Der Regierende Bürgermeister Kai Wegner bei der Ernennungszeremonie der Senatorin für Justiz und Verbraucherschutz Felor Badenberg (parteilos) im Roten Rathaus in Berlin am 27. April 2023. Foto: IMAGO / Emmanuele Contini

Von Christoph Mohr

Felor Badenberg, lange Zeit in Köln lebende Deutsch-Iranerin, ist neue Justizsenatorin in Berlin. Mit der „AfD-Jägerin“ gelingt dem neuen Regierenden Bürgermeister Kai Wegner ein Coup.

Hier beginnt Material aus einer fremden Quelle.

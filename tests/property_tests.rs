//! Property-based tests for the resumable writer.
//!
//! The output must not depend on how often the sink is drained: every property
//! here drives the same value through several sink capacities (down to zero
//! bytes, and changing between flushes) and compares against an unconstrained
//! single call.

use base64::engine::general_purpose::STANDARD;
use base64::Engine;
use chunked_json::encoder::MAX_ESCAPED_CHAR_LEN;
use chunked_json::{
    to_vec, to_vec_with_options, write_to_completion, BufferSink, Bytes, EscapeMode, JsonWrite,
    Sink, Utf16, WriterOptions, WriterState,
};
use proptest::prelude::*;

/// A sink whose capacity changes after every flush, cycling through a list.
struct VaryingSink {
    capacities: Vec<usize>,
    turn: usize,
    buf: Vec<u8>,
    filled: usize,
    out: Vec<u8>,
    /// Largest number of bytes a flush carried beyond that turn's capacity.
    overshoot: usize,
}

impl VaryingSink {
    fn new(capacities: Vec<usize>) -> Self {
        VaryingSink {
            capacities,
            turn: 0,
            buf: Vec::new(),
            filled: 0,
            out: Vec::new(),
            overshoot: 0,
        }
    }

    fn capacity(&self) -> usize {
        self.capacities[self.turn % self.capacities.len()]
    }
}

impl Sink for VaryingSink {
    fn reserve(&mut self, min: usize) -> chunked_json::Result<&mut [u8]> {
        let end = self.filled + min;
        if self.buf.len() < end {
            self.buf.resize(end, 0);
        }
        Ok(&mut self.buf[self.filled..end])
    }

    fn commit(&mut self, used: usize) {
        self.filled += used;
    }

    fn free_capacity(&self) -> usize {
        self.capacity().saturating_sub(self.filled)
    }

    fn flush(&mut self) -> chunked_json::Result<()> {
        self.overshoot = self.overshoot.max(self.filled.saturating_sub(self.capacity()));
        self.out.extend_from_slice(&self.buf[..self.filled]);
        self.filled = 0;
        self.turn += 1;
        Ok(())
    }
}

/// Returns the output and the largest overshoot of any flush.
fn drive_varying<T: JsonWrite + ?Sized>(
    value: &T,
    capacities: Vec<usize>,
    options: WriterOptions,
) -> (Vec<u8>, usize) {
    let mut sink = VaryingSink::new(capacities);
    let mut state = WriterState::new(&mut sink, options);
    write_to_completion(value, &mut state).unwrap();
    state.flush().unwrap();
    drop(state);
    (sink.out, sink.overshoot)
}

fn capacities() -> impl Strategy<Value = Vec<usize>> {
    prop::collection::vec(
        prop_oneof![Just(0usize), Just(1), 2usize..16, 16usize..400, Just(5000)],
        1..12,
    )
}

fn drive<T: JsonWrite + ?Sized>(value: &T, capacity: usize, options: WriterOptions) -> Vec<u8> {
    let mut sink = BufferSink::with_capacity(Vec::new(), capacity);
    let mut state = WriterState::new(&mut sink, options);
    write_to_completion(value, &mut state).unwrap();
    state.flush().unwrap();
    drop(state);
    sink.into_inner()
}

/// Flushes after every call, however little was written.
fn drive_per_call<T: JsonWrite + ?Sized>(value: &T, options: WriterOptions) -> Vec<u8> {
    let mut sink = BufferSink::with_capacity(Vec::new(), 1);
    let mut state = WriterState::new(&mut sink, options);
    while !value.write_json(&mut state).unwrap() {
        state.flush().unwrap();
    }
    state.flush().unwrap();
    drop(state);
    sink.into_inner()
}

fn escape_mode() -> impl Strategy<Value = EscapeMode> {
    prop_oneof![
        Just(EscapeMode::Minimal),
        Just(EscapeMode::Html),
        Just(EscapeMode::Ascii),
    ]
}

/// ASCII text dense in quotes, backslashes and control characters.
fn ascii_text() -> impl Strategy<Value = String> {
    prop::collection::vec(0u8..0x80, 0..200)
        .prop_map(|bytes| bytes.into_iter().map(char::from).collect())
}

proptest! {
    #[test]
    fn prop_text_chunk_invariance(
        text in "\\PC{0,300}",
        capacity in 1usize..64,
        chunk in 4usize..40,
        mode in escape_mode(),
    ) {
        let options = WriterOptions::new().with_chunk_size(chunk).with_escape_mode(mode);
        let unbounded = drive(text.as_str(), 1 << 20, options.clone());
        prop_assert_eq!(drive(text.as_str(), capacity, options), unbounded);
    }

    #[test]
    fn prop_text_parses_back(text in any::<String>(), chunk in 4usize..32) {
        let options = WriterOptions::new().with_chunk_size(chunk);
        let out = drive_per_call(text.as_str(), options);
        let parsed: String = serde_json::from_slice(&out).unwrap();
        prop_assert_eq!(parsed, text);
    }

    #[test]
    fn prop_control_characters_never_split(text in ascii_text(), mode in escape_mode()) {
        let options = WriterOptions::new().with_chunk_size(4).with_escape_mode(mode);
        let out = drive_per_call(text.as_str(), options);
        let parsed: String = serde_json::from_slice(&out).unwrap();
        prop_assert_eq!(parsed, text);
    }

    #[test]
    fn prop_utf16_matches_utf8(text in "\\PC{0,200}", capacity in 1usize..48, chunk in 4usize..16) {
        let options = WriterOptions::new().with_chunk_size(chunk);
        let units = Utf16::from(text.as_str());
        prop_assert_eq!(
            drive(&units, capacity, options.clone()),
            drive(text.as_str(), 1 << 20, options)
        );
    }

    #[test]
    fn prop_base64_round_trip(
        data in prop::collection::vec(any::<u8>(), 0..2000),
        capacity in 1usize..128,
        chunk in 4usize..300,
    ) {
        let options = WriterOptions::new().with_chunk_size(chunk);
        let out = drive(&Bytes(&data), capacity, options);
        prop_assert_eq!(out.first(), Some(&b'"'));
        prop_assert_eq!(out.last(), Some(&b'"'));
        prop_assert_eq!(STANDARD.decode(&out[1..out.len() - 1]).unwrap(), data.clone());
        prop_assert_eq!(out, to_vec(&Bytes(&data)).unwrap());
    }

    #[test]
    fn prop_nested_collections(
        rows in prop::collection::vec(prop::collection::vec("[a-z\"]{0,12}", 0..6), 0..20),
        capacity in 1usize..32,
    ) {
        let unbounded = to_vec(&rows).unwrap();
        prop_assert_eq!(drive(&rows, capacity, WriterOptions::new()), unbounded.clone());
        let parsed: Vec<Vec<String>> = serde_json::from_slice(&unbounded).unwrap();
        prop_assert_eq!(parsed, rows);
    }

    #[test]
    fn prop_integers(n in any::<i64>(), m in any::<u64>(), x in any::<i32>()) {
        prop_assert_eq!(to_vec(&n).unwrap(), n.to_string().into_bytes());
        prop_assert_eq!(to_vec(&m).unwrap(), m.to_string().into_bytes());
        prop_assert_eq!(to_vec(&x).unwrap(), x.to_string().into_bytes());
    }

    #[test]
    fn prop_text_with_varying_capacities(
        text in "\\PC{0,300}",
        caps in capacities(),
        chunk in 4usize..64,
        mode in escape_mode(),
    ) {
        let options = WriterOptions::new().with_chunk_size(chunk).with_escape_mode(mode);
        let (out, overshoot) = drive_varying(text.as_str(), caps, options.clone());
        prop_assert_eq!(out, to_vec_with_options(text.as_str(), options).unwrap());
        prop_assert!(overshoot <= MAX_ESCAPED_CHAR_LEN);
    }

    #[test]
    fn prop_utf16_with_varying_capacities(
        text in "\\PC{0,200}",
        caps in capacities(),
        chunk in 4usize..16,
    ) {
        let options = WriterOptions::new().with_chunk_size(chunk);
        let units = Utf16::from(text.as_str());
        let (out, overshoot) = drive_varying(&units, caps, options.clone());
        prop_assert_eq!(out, to_vec_with_options(text.as_str(), options).unwrap());
        prop_assert!(overshoot <= MAX_ESCAPED_CHAR_LEN);
    }

    #[test]
    fn prop_binary_with_varying_capacities(
        data in prop::collection::vec(any::<u8>(), 0..1500),
        caps in capacities(),
        chunk in 4usize..300,
    ) {
        let options = WriterOptions::new().with_chunk_size(chunk);
        let (out, overshoot) = drive_varying(&Bytes(&data), caps, options);
        prop_assert_eq!(out, to_vec(&Bytes(&data)).unwrap());
        prop_assert!(overshoot <= 4);
    }
}
//! The resumable write contract.
//!
//! Every value the engine can emit implements [`JsonWrite`]. A call either finishes
//! the value (`Ok(true)`) or leaves its progress on the write stack and asks to be
//! called again with the same value (`Ok(false)`). Between those calls the caller
//! is free to drain the sink; nothing else about the value may change.
//!
//! Dispatch is static: each concrete type's impl is the "registered writer" for
//! that type, resolved at compile time. See [`Registry`](crate::Registry) for
//! values only known at runtime.

use crate::{Result, WriterState};
use std::borrow::Cow;
use std::rc::Rc;
use std::sync::Arc;

/// A value that can be written as JSON, possibly across several calls.
pub trait JsonWrite {
    /// Writes as much of the value as the sink allows.
    ///
    /// Returns `Ok(true)` once the value is complete and `Ok(false)` if it must be
    /// called again (with this same value) to continue.
    ///
    /// # Errors
    ///
    /// Any error is terminal for the write in progress.
    fn write_json(&self, state: &mut WriterState<'_>) -> Result<bool>;
}

impl<T: JsonWrite + ?Sized> JsonWrite for &T {
    #[inline]
    fn write_json(&self, state: &mut WriterState<'_>) -> Result<bool> {
        (**self).write_json(state)
    }
}

impl<T: JsonWrite + ?Sized> JsonWrite for Box<T> {
    #[inline]
    fn write_json(&self, state: &mut WriterState<'_>) -> Result<bool> {
        (**self).write_json(state)
    }
}

impl<T: JsonWrite + ?Sized> JsonWrite for Rc<T> {
    #[inline]
    fn write_json(&self, state: &mut WriterState<'_>) -> Result<bool> {
        (**self).write_json(state)
    }
}

impl<T: JsonWrite + ?Sized> JsonWrite for Arc<T> {
    #[inline]
    fn write_json(&self, state: &mut WriterState<'_>) -> Result<bool> {
        (**self).write_json(state)
    }
}

impl JsonWrite for Cow<'_, str> {
    #[inline]
    fn write_json(&self, state: &mut WriterState<'_>) -> Result<bool> {
        self.as_ref().write_json(state)
    }
}

/// Nullable wrapper: `None` is `null`, `Some` forwards the inner result unchanged.
impl<T: JsonWrite> JsonWrite for Option<T> {
    fn write_json(&self, state: &mut WriterState<'_>) -> Result<bool> {
        match self {
            None => {
                state.write_leaf(b"null")?;
                Ok(true)
            }
            Some(value) => value.write_json(state),
        }
    }
}
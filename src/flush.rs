//! The flush controller.
//!
//! Flushing is the only suspension point of the engine. Writers consult
//! [`should_flush`] between tokens and return `Ok(false)` when it says so; the
//! driver loop [`write_to_completion`] then drains the sink and re-enters the
//! root writer, which walks back down the write stack to where it stopped.

use crate::{Error, JsonWrite, Result, WriterState};

/// Statistics about one driven write.
#[derive(Clone, Copy, Debug, Default, PartialEq, Eq)]
pub struct Completion {
    /// Number of times the root writer was invoked.
    pub calls: usize,
    /// Number of flushes performed in between.
    pub flushes: usize,
}

/// Returns `true` once the sink's free capacity dropped below the low-water mark.
#[inline]
pub fn should_flush(state: &WriterState<'_>) -> bool {
    state.free_capacity() < state.options().flush_threshold
}

/// Drains the sink.
///
/// # Errors
///
/// Propagates the sink's I/O error.
pub fn flush(state: &mut WriterState<'_>) -> Result<()> {
    tracing::debug!(free = state.free_capacity(), "flushing sink");
    state.flush()
}

/// Writes `value` completely, flushing whenever a writer suspends for space.
///
/// Bytes still buffered when the value completes are left in the sink; call
/// [`WriterState::flush`] to drain them.
///
/// # Examples
///
/// ```rust
/// use chunked_json::{write_to_completion, BufferSink, WriterOptions, WriterState};
///
/// let items = vec![1, 2, 3];
/// let mut sink = BufferSink::with_capacity(Vec::new(), 1);
/// let mut state = WriterState::new(&mut sink, WriterOptions::new());
/// let completion = write_to_completion(&items, &mut state).unwrap();
/// assert!(completion.calls >= 3);
/// state.flush().unwrap();
/// drop(state);
/// assert_eq!(sink.into_inner(), b"[1,2,3]");
/// ```
///
/// # Errors
///
/// Returns [`Error::Protocol`] if the state still holds a suspended write for a
/// different value, and any terminal error raised by the writers.
pub fn write_to_completion<T: JsonWrite + ?Sized>(
    value: &T,
    state: &mut WriterState<'_>,
) -> Result<Completion> {
    if state.stack.depth() != 0 {
        return Err(Error::protocol(
            "write_to_completion re-entered from inside a writer",
        ));
    }

    let mut completion = Completion::default();
    loop {
        completion.calls += 1;
        if value.write_json(state)? {
            break;
        }
        if should_flush(state) {
            flush(state)?;
            completion.flushes += 1;
        }
    }
    tracing::trace!(
        calls = completion.calls,
        flushes = completion.flushes,
        "value written"
    );
    Ok(completion)
}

Es war wirklich kein geglückter Start für den neuen Regierenden Bürgermeister von Berlin. Erst im dritten Wahlgang bekam der CDU-Mann Kai Wegner die nötigen Stimmen zusammen, um sich zum Regierungschef des 3,7-Millionen-Einwohner-Landes wählen zu lassen, obwohl die Regierungsparteien CDU und SPD rechnerisch über eine ausreichende Mehrheit verfügen. Doch die Gelegenheit für die anonyme Ohrfeige war für den einen oder anderen Unzufriedenen in den eigenen Reihen offenbar doch zu groß. Eine Blamage, die noch dazu der AfD die Möglichkeit verschaffte, zu behaupten, erst mit ihren Stimmen sei Wegner zum Regierungschef gewählt worden (was sich nicht nachprüfen lässt und die meisten politischen Beobachter auch nicht glauben). Und bei dem Tohuwabohu ging auch eine spektakuläre Personalie weitgehend unter: die neue Justizsenatorin von Berlin ist die deutsch-iranische Kölnerin Felor Badenberg (47).

Abitur in Nippes

1975 in Teheran geboren, kam Felor Badenberg erst im Alter von 12 Jahren nach Deutschland. In Köln machte sie am Leonardo-da-Vinci-Gymnasium Köln-Nippes das Abitur und studierte anschließend an der Universität zu Köln Jura, wo sie dann auch promovierte. 2004 bis 2006 folgte dann das Referendariat, auch dies in Köln.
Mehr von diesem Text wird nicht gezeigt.